Dataset records
--- START ---

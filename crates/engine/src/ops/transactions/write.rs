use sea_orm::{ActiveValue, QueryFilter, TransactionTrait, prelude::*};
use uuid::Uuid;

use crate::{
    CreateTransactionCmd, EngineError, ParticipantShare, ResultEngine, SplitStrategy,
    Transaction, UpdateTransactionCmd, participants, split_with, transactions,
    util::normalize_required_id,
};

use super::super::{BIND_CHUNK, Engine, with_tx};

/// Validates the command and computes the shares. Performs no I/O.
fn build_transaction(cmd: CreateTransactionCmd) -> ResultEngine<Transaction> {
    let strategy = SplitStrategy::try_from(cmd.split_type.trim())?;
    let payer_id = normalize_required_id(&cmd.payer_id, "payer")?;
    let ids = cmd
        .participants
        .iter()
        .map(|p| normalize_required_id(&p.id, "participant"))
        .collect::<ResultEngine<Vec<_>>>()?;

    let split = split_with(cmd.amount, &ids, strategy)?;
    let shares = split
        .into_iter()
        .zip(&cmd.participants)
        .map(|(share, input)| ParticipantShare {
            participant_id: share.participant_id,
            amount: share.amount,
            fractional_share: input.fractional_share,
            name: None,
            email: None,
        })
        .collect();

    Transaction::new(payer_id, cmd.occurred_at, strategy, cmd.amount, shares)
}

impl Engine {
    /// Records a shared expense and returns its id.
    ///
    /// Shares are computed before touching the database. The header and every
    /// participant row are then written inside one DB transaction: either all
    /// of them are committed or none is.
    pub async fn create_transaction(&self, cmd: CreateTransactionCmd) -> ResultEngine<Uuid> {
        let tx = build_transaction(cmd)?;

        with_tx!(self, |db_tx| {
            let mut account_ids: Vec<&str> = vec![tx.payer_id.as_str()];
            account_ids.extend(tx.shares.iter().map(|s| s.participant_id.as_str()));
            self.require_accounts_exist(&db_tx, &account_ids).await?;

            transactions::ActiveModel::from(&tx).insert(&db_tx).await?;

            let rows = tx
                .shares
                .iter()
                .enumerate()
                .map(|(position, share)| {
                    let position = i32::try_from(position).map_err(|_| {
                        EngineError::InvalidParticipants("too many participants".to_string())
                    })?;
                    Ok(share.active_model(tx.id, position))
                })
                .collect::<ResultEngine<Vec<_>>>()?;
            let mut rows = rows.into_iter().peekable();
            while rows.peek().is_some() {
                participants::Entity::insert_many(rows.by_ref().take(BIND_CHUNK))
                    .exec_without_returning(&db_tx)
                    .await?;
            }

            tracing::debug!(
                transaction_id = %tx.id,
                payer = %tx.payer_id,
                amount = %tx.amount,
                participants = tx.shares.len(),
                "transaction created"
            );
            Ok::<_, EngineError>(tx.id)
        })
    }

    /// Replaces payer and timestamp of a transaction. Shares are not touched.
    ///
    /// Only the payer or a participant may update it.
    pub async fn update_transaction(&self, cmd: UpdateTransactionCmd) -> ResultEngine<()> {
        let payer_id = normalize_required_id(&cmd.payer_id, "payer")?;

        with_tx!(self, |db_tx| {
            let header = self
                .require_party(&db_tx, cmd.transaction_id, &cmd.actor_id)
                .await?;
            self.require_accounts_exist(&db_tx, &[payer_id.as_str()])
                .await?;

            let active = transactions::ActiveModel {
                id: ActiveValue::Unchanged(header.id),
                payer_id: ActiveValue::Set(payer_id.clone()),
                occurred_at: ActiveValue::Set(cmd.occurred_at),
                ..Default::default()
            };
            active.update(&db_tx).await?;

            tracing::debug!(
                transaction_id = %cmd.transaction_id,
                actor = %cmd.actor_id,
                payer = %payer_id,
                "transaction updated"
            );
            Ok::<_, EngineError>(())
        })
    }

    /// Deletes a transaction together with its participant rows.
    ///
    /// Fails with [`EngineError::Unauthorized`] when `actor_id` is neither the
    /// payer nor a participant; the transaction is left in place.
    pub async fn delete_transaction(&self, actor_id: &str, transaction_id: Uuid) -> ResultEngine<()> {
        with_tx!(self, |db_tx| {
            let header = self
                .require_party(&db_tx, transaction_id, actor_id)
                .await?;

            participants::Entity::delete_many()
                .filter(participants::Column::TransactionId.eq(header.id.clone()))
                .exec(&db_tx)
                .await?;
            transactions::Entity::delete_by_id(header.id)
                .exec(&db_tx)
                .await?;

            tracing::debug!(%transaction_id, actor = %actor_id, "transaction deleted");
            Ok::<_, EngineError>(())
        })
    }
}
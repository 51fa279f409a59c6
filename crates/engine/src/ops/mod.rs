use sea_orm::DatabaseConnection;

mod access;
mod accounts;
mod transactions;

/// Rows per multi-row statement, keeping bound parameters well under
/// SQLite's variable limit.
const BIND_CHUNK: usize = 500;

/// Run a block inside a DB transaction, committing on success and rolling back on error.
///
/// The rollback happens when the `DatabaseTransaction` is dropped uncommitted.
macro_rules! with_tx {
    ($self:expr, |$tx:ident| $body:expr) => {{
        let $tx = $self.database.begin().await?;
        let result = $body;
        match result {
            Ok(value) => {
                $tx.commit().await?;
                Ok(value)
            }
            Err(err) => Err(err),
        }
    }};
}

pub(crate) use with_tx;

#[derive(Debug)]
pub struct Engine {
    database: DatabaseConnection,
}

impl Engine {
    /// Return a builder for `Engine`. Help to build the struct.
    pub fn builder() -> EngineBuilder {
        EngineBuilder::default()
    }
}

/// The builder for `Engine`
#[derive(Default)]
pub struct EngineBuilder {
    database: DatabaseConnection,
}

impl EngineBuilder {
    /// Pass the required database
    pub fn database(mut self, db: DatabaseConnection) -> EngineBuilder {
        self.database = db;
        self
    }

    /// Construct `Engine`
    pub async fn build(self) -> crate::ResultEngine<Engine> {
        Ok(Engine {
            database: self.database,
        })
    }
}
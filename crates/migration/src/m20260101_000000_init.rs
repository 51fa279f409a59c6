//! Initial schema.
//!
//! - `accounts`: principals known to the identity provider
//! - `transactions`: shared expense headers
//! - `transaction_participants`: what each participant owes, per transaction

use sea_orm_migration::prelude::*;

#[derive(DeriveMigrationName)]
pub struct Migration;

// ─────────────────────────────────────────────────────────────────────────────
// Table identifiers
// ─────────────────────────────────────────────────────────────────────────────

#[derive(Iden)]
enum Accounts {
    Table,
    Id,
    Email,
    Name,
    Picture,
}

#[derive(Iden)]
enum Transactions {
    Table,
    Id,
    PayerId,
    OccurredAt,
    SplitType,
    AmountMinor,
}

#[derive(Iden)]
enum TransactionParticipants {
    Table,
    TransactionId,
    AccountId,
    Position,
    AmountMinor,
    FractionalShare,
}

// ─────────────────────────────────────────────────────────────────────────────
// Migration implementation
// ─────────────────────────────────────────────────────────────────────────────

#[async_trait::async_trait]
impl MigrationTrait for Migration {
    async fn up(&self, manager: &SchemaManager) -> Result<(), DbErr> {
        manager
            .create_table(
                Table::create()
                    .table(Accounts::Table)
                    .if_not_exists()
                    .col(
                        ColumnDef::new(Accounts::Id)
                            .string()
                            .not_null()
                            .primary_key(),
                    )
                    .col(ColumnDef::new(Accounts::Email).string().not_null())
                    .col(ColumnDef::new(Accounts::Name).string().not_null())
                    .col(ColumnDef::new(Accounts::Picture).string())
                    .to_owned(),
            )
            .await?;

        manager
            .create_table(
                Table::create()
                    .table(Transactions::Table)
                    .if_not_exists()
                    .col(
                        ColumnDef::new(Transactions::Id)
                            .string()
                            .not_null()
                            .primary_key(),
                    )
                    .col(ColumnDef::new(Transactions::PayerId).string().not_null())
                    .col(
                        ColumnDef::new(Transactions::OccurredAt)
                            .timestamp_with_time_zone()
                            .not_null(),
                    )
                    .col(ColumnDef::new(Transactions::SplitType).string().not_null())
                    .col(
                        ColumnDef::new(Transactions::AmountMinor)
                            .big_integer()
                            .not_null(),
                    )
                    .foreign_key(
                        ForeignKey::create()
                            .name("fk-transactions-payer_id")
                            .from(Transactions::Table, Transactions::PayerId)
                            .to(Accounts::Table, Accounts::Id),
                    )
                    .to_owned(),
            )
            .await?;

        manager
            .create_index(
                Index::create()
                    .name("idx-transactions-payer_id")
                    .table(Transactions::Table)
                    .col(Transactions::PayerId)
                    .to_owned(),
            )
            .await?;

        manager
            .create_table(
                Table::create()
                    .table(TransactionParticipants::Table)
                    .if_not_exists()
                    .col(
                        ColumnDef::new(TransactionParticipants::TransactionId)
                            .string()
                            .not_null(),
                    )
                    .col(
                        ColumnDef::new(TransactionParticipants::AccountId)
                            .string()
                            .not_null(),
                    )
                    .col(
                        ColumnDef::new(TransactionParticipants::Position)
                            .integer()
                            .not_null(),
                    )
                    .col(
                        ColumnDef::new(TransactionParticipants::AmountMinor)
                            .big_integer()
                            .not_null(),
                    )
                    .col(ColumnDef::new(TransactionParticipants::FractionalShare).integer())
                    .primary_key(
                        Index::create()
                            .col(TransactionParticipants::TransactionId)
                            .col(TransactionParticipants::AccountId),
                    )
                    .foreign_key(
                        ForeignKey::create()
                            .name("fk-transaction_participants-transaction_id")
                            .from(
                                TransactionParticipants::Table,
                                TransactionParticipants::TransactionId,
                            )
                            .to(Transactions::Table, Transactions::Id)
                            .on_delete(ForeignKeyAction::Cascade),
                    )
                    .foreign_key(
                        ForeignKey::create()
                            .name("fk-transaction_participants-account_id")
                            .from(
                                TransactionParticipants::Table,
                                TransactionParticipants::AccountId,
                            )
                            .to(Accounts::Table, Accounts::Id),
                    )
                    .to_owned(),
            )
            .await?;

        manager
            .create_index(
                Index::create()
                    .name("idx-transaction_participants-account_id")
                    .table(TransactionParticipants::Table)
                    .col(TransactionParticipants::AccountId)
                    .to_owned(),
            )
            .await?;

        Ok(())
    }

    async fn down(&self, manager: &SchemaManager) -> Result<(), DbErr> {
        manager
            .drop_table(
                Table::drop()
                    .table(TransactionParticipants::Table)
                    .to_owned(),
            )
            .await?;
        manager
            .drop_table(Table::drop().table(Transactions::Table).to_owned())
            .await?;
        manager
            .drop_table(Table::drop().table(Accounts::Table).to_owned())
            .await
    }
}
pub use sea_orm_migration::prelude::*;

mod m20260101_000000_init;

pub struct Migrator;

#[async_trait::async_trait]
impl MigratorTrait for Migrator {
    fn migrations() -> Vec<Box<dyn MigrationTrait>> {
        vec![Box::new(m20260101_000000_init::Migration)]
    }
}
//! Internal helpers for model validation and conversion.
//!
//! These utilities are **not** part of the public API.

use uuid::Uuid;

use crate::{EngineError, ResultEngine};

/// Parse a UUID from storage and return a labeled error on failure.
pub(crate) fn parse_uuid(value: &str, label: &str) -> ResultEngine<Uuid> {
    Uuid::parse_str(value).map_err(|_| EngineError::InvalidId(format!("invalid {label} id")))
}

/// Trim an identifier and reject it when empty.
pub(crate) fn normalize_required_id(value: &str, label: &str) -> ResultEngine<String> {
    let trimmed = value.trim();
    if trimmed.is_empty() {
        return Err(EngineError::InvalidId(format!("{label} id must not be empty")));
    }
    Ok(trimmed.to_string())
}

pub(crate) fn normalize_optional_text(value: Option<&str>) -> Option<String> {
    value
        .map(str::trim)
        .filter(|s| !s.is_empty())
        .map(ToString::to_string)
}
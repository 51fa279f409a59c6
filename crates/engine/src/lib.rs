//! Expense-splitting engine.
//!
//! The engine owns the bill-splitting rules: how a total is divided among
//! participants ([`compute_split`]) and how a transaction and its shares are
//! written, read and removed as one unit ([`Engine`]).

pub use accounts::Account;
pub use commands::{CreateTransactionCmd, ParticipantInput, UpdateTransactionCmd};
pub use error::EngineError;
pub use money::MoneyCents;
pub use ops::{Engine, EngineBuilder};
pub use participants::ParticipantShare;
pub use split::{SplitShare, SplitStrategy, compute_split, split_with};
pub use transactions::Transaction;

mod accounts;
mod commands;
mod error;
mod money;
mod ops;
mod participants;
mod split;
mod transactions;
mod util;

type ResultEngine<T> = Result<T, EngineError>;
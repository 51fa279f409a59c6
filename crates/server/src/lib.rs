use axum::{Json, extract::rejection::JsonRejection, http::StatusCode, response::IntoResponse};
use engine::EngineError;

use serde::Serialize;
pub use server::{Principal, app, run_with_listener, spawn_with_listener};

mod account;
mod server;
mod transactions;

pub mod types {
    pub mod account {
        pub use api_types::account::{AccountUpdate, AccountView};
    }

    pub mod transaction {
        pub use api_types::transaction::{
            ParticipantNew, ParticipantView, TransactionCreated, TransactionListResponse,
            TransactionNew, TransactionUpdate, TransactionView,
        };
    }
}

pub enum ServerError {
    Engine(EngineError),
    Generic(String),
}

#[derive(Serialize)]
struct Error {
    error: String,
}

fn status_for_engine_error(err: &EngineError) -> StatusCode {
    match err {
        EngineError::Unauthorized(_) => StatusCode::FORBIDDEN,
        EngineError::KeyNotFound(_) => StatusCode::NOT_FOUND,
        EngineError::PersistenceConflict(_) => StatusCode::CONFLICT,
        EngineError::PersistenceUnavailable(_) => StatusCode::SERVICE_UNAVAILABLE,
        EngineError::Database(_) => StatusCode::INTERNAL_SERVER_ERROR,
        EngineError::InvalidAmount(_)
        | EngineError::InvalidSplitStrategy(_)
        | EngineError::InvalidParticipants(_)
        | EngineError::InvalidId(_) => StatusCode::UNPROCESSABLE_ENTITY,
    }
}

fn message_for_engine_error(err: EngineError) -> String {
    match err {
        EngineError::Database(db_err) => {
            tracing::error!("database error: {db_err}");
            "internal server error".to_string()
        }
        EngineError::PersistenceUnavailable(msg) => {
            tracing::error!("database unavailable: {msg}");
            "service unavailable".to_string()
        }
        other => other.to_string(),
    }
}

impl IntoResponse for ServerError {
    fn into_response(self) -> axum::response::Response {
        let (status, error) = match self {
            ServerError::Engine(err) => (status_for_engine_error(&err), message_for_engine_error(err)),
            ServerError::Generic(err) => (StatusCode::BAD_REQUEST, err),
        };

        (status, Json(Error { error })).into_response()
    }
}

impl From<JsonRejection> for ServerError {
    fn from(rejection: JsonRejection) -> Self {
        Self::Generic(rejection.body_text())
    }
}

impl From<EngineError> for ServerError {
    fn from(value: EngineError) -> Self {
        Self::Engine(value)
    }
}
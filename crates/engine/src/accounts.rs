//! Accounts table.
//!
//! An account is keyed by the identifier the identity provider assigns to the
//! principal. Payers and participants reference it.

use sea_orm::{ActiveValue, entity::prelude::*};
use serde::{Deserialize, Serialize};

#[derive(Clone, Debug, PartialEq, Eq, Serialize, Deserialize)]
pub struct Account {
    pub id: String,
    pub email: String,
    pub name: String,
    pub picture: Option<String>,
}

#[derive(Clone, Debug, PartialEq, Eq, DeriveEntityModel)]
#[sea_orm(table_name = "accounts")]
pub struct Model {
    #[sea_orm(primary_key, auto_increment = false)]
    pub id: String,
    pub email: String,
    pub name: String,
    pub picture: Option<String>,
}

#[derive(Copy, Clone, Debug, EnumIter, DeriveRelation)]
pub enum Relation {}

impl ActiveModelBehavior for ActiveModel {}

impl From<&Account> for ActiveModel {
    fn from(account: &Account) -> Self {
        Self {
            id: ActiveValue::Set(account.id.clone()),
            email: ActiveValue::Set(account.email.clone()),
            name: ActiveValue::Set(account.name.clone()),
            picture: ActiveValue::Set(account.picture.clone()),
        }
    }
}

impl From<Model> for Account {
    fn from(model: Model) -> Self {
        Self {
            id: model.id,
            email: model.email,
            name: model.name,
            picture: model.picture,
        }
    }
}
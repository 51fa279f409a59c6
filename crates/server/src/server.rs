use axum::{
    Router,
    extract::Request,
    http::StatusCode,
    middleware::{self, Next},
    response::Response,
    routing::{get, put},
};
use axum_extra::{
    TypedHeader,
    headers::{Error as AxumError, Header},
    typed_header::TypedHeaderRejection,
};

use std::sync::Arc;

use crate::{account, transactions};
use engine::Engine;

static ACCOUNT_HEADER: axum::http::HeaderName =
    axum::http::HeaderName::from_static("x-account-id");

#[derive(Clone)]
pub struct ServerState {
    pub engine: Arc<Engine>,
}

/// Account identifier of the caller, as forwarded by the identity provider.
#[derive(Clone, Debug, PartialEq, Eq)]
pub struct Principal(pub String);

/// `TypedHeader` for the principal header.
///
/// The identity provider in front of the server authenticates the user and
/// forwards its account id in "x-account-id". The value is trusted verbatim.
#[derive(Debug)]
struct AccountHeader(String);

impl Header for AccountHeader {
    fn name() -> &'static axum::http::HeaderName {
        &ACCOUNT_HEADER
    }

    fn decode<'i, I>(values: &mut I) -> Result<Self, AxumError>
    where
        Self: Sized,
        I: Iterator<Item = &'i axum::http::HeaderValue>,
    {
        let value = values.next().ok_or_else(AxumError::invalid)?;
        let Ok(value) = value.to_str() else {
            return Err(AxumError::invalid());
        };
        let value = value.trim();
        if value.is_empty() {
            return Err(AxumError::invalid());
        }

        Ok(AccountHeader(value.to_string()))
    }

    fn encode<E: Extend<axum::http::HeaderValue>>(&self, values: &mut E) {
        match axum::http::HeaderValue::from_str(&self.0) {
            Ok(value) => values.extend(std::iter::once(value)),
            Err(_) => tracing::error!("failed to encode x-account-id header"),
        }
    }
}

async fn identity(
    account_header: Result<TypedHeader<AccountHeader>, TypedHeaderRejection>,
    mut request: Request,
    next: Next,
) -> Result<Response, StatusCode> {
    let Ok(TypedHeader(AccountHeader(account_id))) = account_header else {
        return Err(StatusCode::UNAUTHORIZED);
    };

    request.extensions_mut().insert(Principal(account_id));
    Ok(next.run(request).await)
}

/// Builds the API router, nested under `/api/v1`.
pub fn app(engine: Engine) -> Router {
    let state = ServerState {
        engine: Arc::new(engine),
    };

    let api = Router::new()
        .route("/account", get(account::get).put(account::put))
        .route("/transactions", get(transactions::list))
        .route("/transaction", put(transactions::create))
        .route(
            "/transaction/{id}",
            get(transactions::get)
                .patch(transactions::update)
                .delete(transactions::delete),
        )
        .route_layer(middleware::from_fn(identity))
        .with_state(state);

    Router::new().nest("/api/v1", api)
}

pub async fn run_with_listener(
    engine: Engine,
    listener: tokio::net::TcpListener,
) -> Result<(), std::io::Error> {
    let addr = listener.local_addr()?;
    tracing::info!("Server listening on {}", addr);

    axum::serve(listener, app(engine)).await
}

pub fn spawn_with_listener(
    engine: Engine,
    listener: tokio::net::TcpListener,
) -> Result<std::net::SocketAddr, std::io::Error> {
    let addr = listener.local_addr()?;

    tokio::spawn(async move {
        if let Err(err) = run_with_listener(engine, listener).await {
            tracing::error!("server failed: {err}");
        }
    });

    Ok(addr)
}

--- END ---

■ **Work order**
Show, from the records above, every line that includes "provider".

■ **Written response**
//! - `accounts`: principals known to the identity provider
//! An account is keyed by the identifier the identity provider assigns to the
/// Account identifier of the caller, as forwarded by the identity provider.
/// The identity provider in front of the server authenticates the user and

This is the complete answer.